#### Records ####

#[cfg(test)]
mod tests {
    use super::*;
    use assert_json_diff::assert_json_include;
    use chrono::TimeZone;
    use http::{Method, StatusCode};
    use serde_json::json;

    use crate::controllers::fixtures::*;
    use crate::controllers::workspace::reconcilers::test_fixtures::{workspace, workspace_kind};
    use crate::resources::workspaces::WorkspaceStatus;

    const KIND_PATH: &str = "/apis/kubeflow.org/v1beta1/workspacekinds/jupyterlab";
    const SVC_PATH: &str = "/api/v1/namespaces/user-ns/services";
    const WS_PATH: &str = "/apis/kubeflow.org/v1beta1/namespaces/user-ns/workspaces/my-ws";
    const STATUS_PATH: &str = "/apis/kubeflow.org/v1beta1/namespaces/user-ns/workspaces/my-ws/status";
    const EVENTS_PATH: &str = "/apis/events.k8s.io/v1/namespaces/user-ns/events";

    fn window() -> CullingWindow {
        CullingWindow {
            max_inactive: 100,
            max_probe_interval: 60,
            min_probe_interval: 10,
        }
    }

    fn now() -> DateTime<Utc> {
        Utc.with_ymd_and_hms(2024, 6, 1, 12, 0, 0).unwrap()
    }

    fn activity(probed_secs_ago: i64, active_secs_ago: i64, updated_secs_ago: i64) -> WorkspaceActivity {
        let now = now();
        WorkspaceActivity {
            last_activity: now.timestamp() - active_secs_ago,
            last_update: now.timestamp() - updated_secs_ago,
            last_probe: Some(ProbeStatus {
                start_time_ms: (now.timestamp() - probed_secs_ago) * 1000 - 20,
                end_time_ms: (now.timestamp() - probed_secs_ago) * 1000,
                result: ProbeResult::Success,
                message: "Jupyter probe succeeded".into(),
            }),
        }
    }

    fn running_workspace() -> Workspace {
        let mut ws = workspace();
        ws.status = Some(WorkspaceStatus {
            state: WorkspaceState::Running,
            activity: activity(500, 500, 500),
            ..Default::default()
        });
        ws
    }

    fn context(client: Client) -> Arc<Context> {
        Context::new(client, Metrics::default(), &State::default()).unwrap()
    }

    #[test]
    fn test_recent_probe_waits_within_bounds() {
        let plan = plan(window(), &activity(5, 500, 500), now(), "ws-uid");
        let Plan::Wait(requeue_after) = plan else {
            panic!("expected no probe, got {plan:?}");
        };
        assert!(requeue_after >= Duration::from_secs(10), "{requeue_after:?}");
        assert!(requeue_after <= Duration::from_secs(60), "{requeue_after:?}");
    }

    #[test]
    fn test_requeue_interval_stays_in_range() {
        for key in ["a", "b", "ws-uid", "0b5c7f4e-6d4f-4a8e-9a55-0c0f1b7a2f10"] {
            for since in [-30, 0, 5, 50, 59, 60, 61, 10_000] {
                let d = requeue_interval(window(), since, key);
                assert!(d >= Duration::from_secs(10) && d <= Duration::from_secs(60), "{since} {key}: {d:?}");
            }
        }
        // a never-probed workspace is looked at again after the minimum interval
        let d = requeue_interval(window(), i64::MAX / 1000, "ws-uid");
        assert!(d >= Duration::from_secs(10) && d <= Duration::from_secs(11));
    }

    #[test]
    fn test_requeue_interval_is_deterministic() {
        assert_eq!(
            requeue_interval(window(), 20, "ws-uid"),
            requeue_interval(window(), 20, "ws-uid")
        );
    }

    #[test]
    fn test_misconfigured_window_does_not_panic() {
        let inverted = CullingWindow {
            max_inactive: 100,
            max_probe_interval: 5,
            min_probe_interval: 30,
        };
        assert_eq!(requeue_interval(inverted, 0, "x"), Duration::from_secs(30));
    }

    #[test]
    fn test_plan_probes_only_when_everything_is_stale() {
        assert!(matches!(plan(window(), &activity(500, 500, 500), now(), "k"), Plan::Probe(_)));
        // active recently
        assert!(matches!(plan(window(), &activity(500, 50, 500), now(), "k"), Plan::Wait(_)));
        // updated recently
        assert!(matches!(plan(window(), &activity(500, 500, 30), now(), "k"), Plan::Wait(_)));
        // never probed, never active
        assert!(matches!(
            plan(window(), &WorkspaceActivity::default(), now(), "k"),
            Plan::Probe(_)
        ));
    }

    #[test]
    fn test_should_cull() {
        let now = now();
        assert!(should_cull(&Activity::Idle, window(), now));
        assert!(!should_cull(
            &Activity::LastActiveAt(now - chrono::Duration::seconds(104)),
            window(),
            now
        ));
        assert!(should_cull(
            &Activity::LastActiveAt(now - chrono::Duration::seconds(106)),
            window(),
            now
        ));
    }

    #[tokio::test]
    async fn test_paused_workspace_is_skipped() {
        let (client, server) = MockApiServer::start(|_, _, _| not_found());
        let mut ws = running_workspace();
        ws.spec.paused = true;

        let action = reconcile(Arc::new(ws), context(client)).await.unwrap();
        assert_eq!(action, Action::await_change());
        assert!(server.requests().is_empty());
    }

    #[tokio::test]
    async fn test_missing_service_records_failed_probe() {
        let (client, server) = MockApiServer::start(|method, path, _| match (method.as_str(), path) {
            ("GET", KIND_PATH) => ok(workspace_kind()),
            ("GET", SVC_PATH) => list("v1", "Service", vec![]),
            ("PATCH", STATUS_PATH) => ok(workspace()),
            _ => not_found(),
        });

        let action = reconcile(Arc::new(running_workspace()), context(client))
            .await
            .unwrap();
        assert_eq!(action, Action::requeue(Duration::from_secs(10)));

        let writes = server.writes();
        assert_eq!(writes.len(), 1, "{writes:?}");
        assert_eq!(writes[0].path, STATUS_PATH);
        assert_json_include!(
            actual: writes[0].body.clone(),
            expected: json!({
                "status": {"activity": {
                    "lastActivity": now().timestamp() - 500,
                    "lastProbe": {
                        "result": "Failure",
                        "message": "Failed to fetch service name for workspace"
                    }
                }}
            })
        );
    }

    #[tokio::test]
    async fn test_idle_workspace_is_paused() {
        let (client, server) = MockApiServer::start(|method, path, body| match (method.as_str(), path) {
            ("PUT", WS_PATH) => {
                let mut updated = body.clone();
                updated["metadata"]["resourceVersion"] = json!("101");
                (StatusCode::OK, updated)
            }
            ("POST", EVENTS_PATH) => created(body),
            ("PATCH", STATUS_PATH) => ok(workspace()),
            _ => not_found(),
        });

        let ws = running_workspace();
        let action = ws
            .record_outcome(
                &context(client),
                window(),
                ProbeOutcome::success("Bash probe succeeded", Activity::Idle),
                Utc::now(),
                Duration::from_secs(42),
            )
            .await
            .unwrap();
        assert_eq!(action, Action::requeue(Duration::from_secs(42)));

        let put = server.find(Method::PUT, WS_PATH).unwrap();
        assert_eq!(put.body["spec"]["paused"], json!(true));

        let status = server.find(Method::PATCH, STATUS_PATH).unwrap();
        assert_json_include!(
            actual: status.body,
            expected: json!({
                "metadata": {"resourceVersion": "101"},
                "status": {"activity": {
                    "lastActivity": now().timestamp() - 500,
                    "lastProbe": {"result": "Success", "message": "Bash probe succeeded"}
                }}
            })
        );
    }

    #[tokio::test]
    async fn test_recent_activity_is_recorded_without_pausing() {
        let (client, server) = MockApiServer::start(|method, path, _| match (method.as_str(), path) {
            ("PATCH", STATUS_PATH) => ok(workspace()),
            _ => not_found(),
        });

        let active_at = Utc::now() - chrono::Duration::seconds(30);
        running_workspace()
            .record_outcome(
                &context(client),
                window(),
                ProbeOutcome::success("Jupyter probe succeeded", Activity::LastActiveAt(active_at)),
                Utc::now(),
                Duration::from_secs(42),
            )
            .await
            .unwrap();

        assert!(server.find(Method::PUT, WS_PATH).is_none());
        let status = server.find(Method::PATCH, STATUS_PATH).unwrap();
        assert_eq!(
            status.body["status"]["activity"]["lastActivity"],
            json!(active_at.timestamp())
        );
    }

    #[tokio::test]
    async fn test_conflicting_pause_is_retried_immediately() {
        let (client, server) = MockApiServer::start(|method, path, _| match (method.as_str(), path) {
            ("PUT", WS_PATH) => conflict(),
            _ => not_found(),
        });

        let ws = Arc::new(running_workspace());
        let result = ws
            .record_outcome(
                &context(client),
                window(),
                ProbeOutcome::success("Bash probe succeeded", Activity::Idle),
                Utc::now(),
                Duration::from_secs(42),
            )
            .await;
        assert!(matches!(result, Err(Error::Conflict)));
        assert!(server.find(Method::PATCH, STATUS_PATH).is_none());
    }
}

####

*Instructions for the task*:
Your answer must be the data above, copied exactly from its first line through the line containing "use crate::controllers::fixtures::*;", and nothing more.

*Solution for this exercise*:
#[cfg(test)]
mod tests {
    use super::*;
    use assert_json_diff::assert_json_include;
    use chrono::TimeZone;
    use http::{Method, StatusCode};
    use serde_json::json;

    use crate::controllers::fixtures::*;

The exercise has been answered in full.